**Dataset:**
// libs/appointment-cell/src/models.rs
use std::fmt;

use chrono::{DateTime, Datelike, Duration, NaiveDate, NaiveDateTime, NaiveTime, Utc};
use serde::{Deserialize, Serialize};
use uuid::Uuid;

use shared_models::error::AppError;

// ==============================================================================
// TIME INTERVALS AND SLOTS
// ==============================================================================

/// Half-open time-of-day interval `[start, end)` with `start < end`.
#[derive(Debug, Clone, Copy, PartialEq, Eq, Hash, PartialOrd, Ord, Serialize, Deserialize)]
#[serde(try_from = "RawInterval")]
pub struct TimeInterval {
    #[serde(rename = "start_time")]
    start: NaiveTime,
    #[serde(rename = "end_time")]
    end: NaiveTime,
}

#[derive(Deserialize)]
struct RawInterval {
    start_time: NaiveTime,
    end_time: NaiveTime,
}

impl TryFrom<RawInterval> for TimeInterval {
    type Error = AppointmentError;

    fn try_from(raw: RawInterval) -> Result<Self, Self::Error> {
        TimeInterval::new(raw.start_time, raw.end_time)
    }
}

impl TimeInterval {
    pub fn new(start: NaiveTime, end: NaiveTime) -> Result<Self, AppointmentError> {
        if start >= end {
            return Err(AppointmentError::InvalidTimeRange { start, end });
        }
        Ok(Self { start, end })
    }

    pub fn start(&self) -> NaiveTime {
        self.start
    }

    pub fn end(&self) -> NaiveTime {
        self.end
    }

    pub fn duration(&self) -> Duration {
        self.end - self.start
    }

    /// `[a,b)` and `[c,d)` overlap iff `a < d && c < b`; touching intervals do not.
    pub fn overlaps(&self, other: &TimeInterval) -> bool {
        self.start < other.end && other.start < self.end
    }

    pub fn contains(&self, other: &TimeInterval) -> bool {
        self.start <= other.start && other.end <= self.end
    }
}

impl fmt::Display for TimeInterval {
    fn fmt(&self, f: &mut fmt::Formatter<'_>) -> fmt::Result {
        write!(f, "{}-{}", self.start.format("%H:%M"), self.end.format("%H:%M"))
    }
}

/// An existing booking's interval together with the status it is in.
#[derive(Debug, Clone, Copy, PartialEq, Eq)]
pub struct BookedInterval {
    pub interval: TimeInterval,
    pub status: AppointmentStatus,
}

impl BookedInterval {
    pub fn new(interval: TimeInterval, status: AppointmentStatus) -> Self {
        Self { interval, status }
    }

    pub fn is_active(&self) -> bool {
        self.status.is_active()
    }
}

#[derive(Debug, Clone, Copy, PartialEq, Eq, Serialize, Deserialize)]
pub struct Slot {
    #[serde(flatten)]
    pub interval: TimeInterval,
    pub is_available: bool,
}

// ==============================================================================
// CORE APPOINTMENT MODELS
// ==============================================================================

#[derive(Debug, Clone, Serialize, Deserialize)]
pub struct Appointment {
    pub id: Uuid,
    pub patient_id: Uuid,
    pub physiotherapist_id: Uuid,
    pub date: NaiveDate,
    pub start_time: NaiveTime,
    pub end_time: NaiveTime,
    pub status: AppointmentStatus,
    #[serde(default)]
    pub appointment_type: AppointmentType,
    pub reason: String,
    pub symptoms: Option<String>,
    pub notes: Option<String>,
    pub treatment_plan: Option<String>,
    pub prescription: Option<String>,
    pub cancelled_by: Option<Uuid>,
    pub cancellation_reason: Option<String>,
    pub created_at: DateTime<Utc>,
    pub updated_at: DateTime<Utc>,
}

impl Appointment {
    pub fn interval(&self) -> Result<TimeInterval, AppointmentError> {
        TimeInterval::new(self.start_time, self.end_time)
    }

    pub fn booked_interval(&self) -> Result<BookedInterval, AppointmentError> {
        Ok(BookedInterval::new(self.interval()?, self.status))
    }

    pub fn duration_minutes(&self) -> i64 {
        (self.end_time - self.start_time).num_minutes()
    }

    /// Start of the appointment as a naive UTC timestamp.
    pub fn starts_at(&self) -> NaiveDateTime {
        self.date.and_time(self.start_time)
    }
}

#[derive(Debug, Clone, Copy, Serialize, Deserialize, PartialEq, Eq, Hash)]
#[serde(rename_all = "snake_case")]
pub enum AppointmentStatus {
    Scheduled,
    Confirmed,
    Completed,
    Cancelled,
}

impl AppointmentStatus {
    /// Active appointments occupy their slot.
    pub fn is_active(&self) -> bool {
        matches!(self, AppointmentStatus::Scheduled | AppointmentStatus::Confirmed)
    }

    /// Statuses reachable in one step. Terminal statuses have none.
    pub fn valid_transitions(&self) -> &'static [AppointmentStatus] {
        match self {
            AppointmentStatus::Scheduled => &[
                AppointmentStatus::Confirmed,
                AppointmentStatus::Completed,
                AppointmentStatus::Cancelled,
            ],
            AppointmentStatus::Confirmed => &[
                AppointmentStatus::Completed,
                AppointmentStatus::Cancelled,
            ],
            AppointmentStatus::Completed | AppointmentStatus::Cancelled => &[],
        }
    }

    pub fn can_transition_to(&self, next: AppointmentStatus) -> bool {
        self.valid_transitions().contains(&next)
    }

    pub fn as_str(&self) -> &'static str {
        match self {
            AppointmentStatus::Scheduled => "scheduled",
            AppointmentStatus::Confirmed => "confirmed",
            AppointmentStatus::Completed => "completed",
            AppointmentStatus::Cancelled => "cancelled",
        }
    }
}

impl fmt::Display for AppointmentStatus {
    fn fmt(&self, f: &mut fmt::Formatter<'_>) -> fmt::Result {
        f.write_str(self.as_str())
    }
}

#[derive(Debug, Clone, Copy, Default, Serialize, Deserialize, PartialEq, Eq, Hash)]
#[serde(rename_all = "snake_case")]
pub enum AppointmentType {
    #[default]
    #[serde(alias = "initial_consultation")]
    Consultation,
    #[serde(alias = "followup")]
    FollowUp,
    Therapy,
    Assessment,
    Treatment,
    Emergency,
}

// ==============================================================================
// REQUEST/RESPONSE MODELS
// ==============================================================================

#[derive(Debug, Clone, Serialize, Deserialize)]
pub struct BookAppointmentRequest {
    /// Required when staff or a physiotherapist books on a patient's behalf.
    pub patient_id: Option<Uuid>,
    pub physiotherapist_id: Uuid,
    pub date: NaiveDate,
    pub start_time: NaiveTime,
    pub end_time: NaiveTime,
    #[serde(default)]
    pub appointment_type: AppointmentType,
    pub reason: String,
    pub symptoms: Option<String>,
}

#[derive(Debug, Clone, Default, Serialize, Deserialize)]
#[serde(default)]
pub struct CompleteAppointmentRequest {
    pub notes: Option<String>,
    pub treatment_plan: Option<String>,
    pub prescription: Option<String>,
}

#[derive(Debug, Clone, Default, Serialize, Deserialize)]
#[serde(default)]
pub struct CancelAppointmentRequest {
    pub reason: Option<String>,
}

#[derive(Debug, Clone, Default, Deserialize)]
pub struct AppointmentListQuery {
    pub status: Option<AppointmentStatus>,
    pub date: Option<NaiveDate>,
}

#[derive(Debug, Clone, Deserialize)]
pub struct AvailableSlotsQuery {
    pub physiotherapist_id: Uuid,
    pub date: NaiveDate,
    pub duration_minutes: Option<i64>,
}

#[derive(Debug, Clone, Serialize, Deserialize)]
pub struct AvailableSlotsResponse {
    pub physiotherapist_id: Uuid,
    pub date: NaiveDate,
    pub slot_duration_minutes: i64,
    pub slots: Vec<Slot>,
    pub total: usize,
}

/// Dashboard counts. The week starts on Monday; both windows contain `today`.
#[derive(Debug, Clone, PartialEq, Serialize, Deserialize)]
pub struct AppointmentStats {
    pub total: usize,
    pub scheduled: usize,
    pub confirmed: usize,
    pub completed: usize,
    pub cancelled: usize,
    pub current_month: usize,
    pub current_week: usize,
}

impl AppointmentStats {
    pub fn from_appointments(appointments: &[Appointment], today: NaiveDate) -> Self {
        let with_status = |status: AppointmentStatus| {
            appointments.iter().filter(|a| a.status == status).count()
        };

        let week_start = today - Duration::days(i64::from(today.weekday().num_days_from_monday()));
        let week_end = week_start + Duration::days(6);

        Self {
            total: appointments.len(),
            scheduled: with_status(AppointmentStatus::Scheduled),
            confirmed: with_status(AppointmentStatus::Confirmed),
            completed: with_status(AppointmentStatus::Completed),
            cancelled: with_status(AppointmentStatus::Cancelled),
            current_month: appointments
                .iter()
                .filter(|a| a.date.year() == today.year() && a.date.month() == today.month())
                .count(),
            current_week: appointments
                .iter()
                .filter(|a| a.date >= week_start && a.date <= week_end)
                .count(),
        }
    }
}

/// Fields written back to storage when an appointment changes status.
#[derive(Debug, Clone, PartialEq, Serialize)]
pub struct AppointmentStatusChange {
    pub status: AppointmentStatus,
    #[serde(skip_serializing_if = "Option::is_none")]
    pub notes: Option<String>,
    #[serde(skip_serializing_if = "Option::is_none")]
    pub treatment_plan: Option<String>,
    #[serde(skip_serializing_if = "Option::is_none")]
    pub prescription: Option<String>,
    #[serde(skip_serializing_if = "Option::is_none")]
    pub cancelled_by: Option<Uuid>,
    #[serde(skip_serializing_if = "Option::is_none")]
    pub cancellation_reason: Option<String>,
}

impl AppointmentStatusChange {
    pub fn to(status: AppointmentStatus) -> Self {
        Self {
            status,
            notes: None,
            treatment_plan: None,
            prescription: None,
            cancelled_by: None,
            cancellation_reason: None,
        }
    }
}

// ==============================================================================
// ERROR TYPES
// ==============================================================================

#[derive(Debug, Clone, PartialEq, thiserror::Error)]
pub enum AppointmentError {
    #[error("Appointment not found")]
    NotFound,

    #[error("Start time {start} must be before end time {end}")]
    InvalidTimeRange { start: NaiveTime, end: NaiveTime },

    #[error("Validation error: {0}")]
    ValidationError(String),

    #[error("Cannot {action} an appointment that is {status}")]
    InvalidStateTransition { action: &'static str, status: AppointmentStatus },

    #[error("Permission denied: {0}")]
    PermissionDenied(String),

    #[error("Appointment cannot be cancelled: {0}")]
    NotCancellable(String),

    #[error("Requested time overlaps an existing booking ({existing})")]
    SlotConflict { existing: TimeInterval },

    #[error("Database error: {0}")]
    DatabaseError(String),
}

impl From<AppointmentError> for AppError {
    fn from(err: AppointmentError) -> Self {
        let message = err.to_string();
        match err {
            AppointmentError::NotFound => AppError::NotFound(message),
            AppointmentError::InvalidTimeRange { .. }
            | AppointmentError::ValidationError(_) => AppError::ValidationError(message),
            AppointmentError::InvalidStateTransition { .. }
            | AppointmentError::NotCancellable(_) => AppError::BadRequest(message),
            AppointmentError::PermissionDenied(_) => AppError::Forbidden(message),
            AppointmentError::SlotConflict { .. } => AppError::Conflict(message),
            AppointmentError::DatabaseError(_) => AppError::Database(message),
        }
    }
}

**What to work on:** When a line in the data contains "BookedInterval", return it as written.

**Solution for this problem:**
pub struct BookedInterval {
impl BookedInterval {
    pub fn booked_interval(&self) -> Result<BookedInterval, AppointmentError> {
        Ok(BookedInterval::new(self.interval()?, self.status))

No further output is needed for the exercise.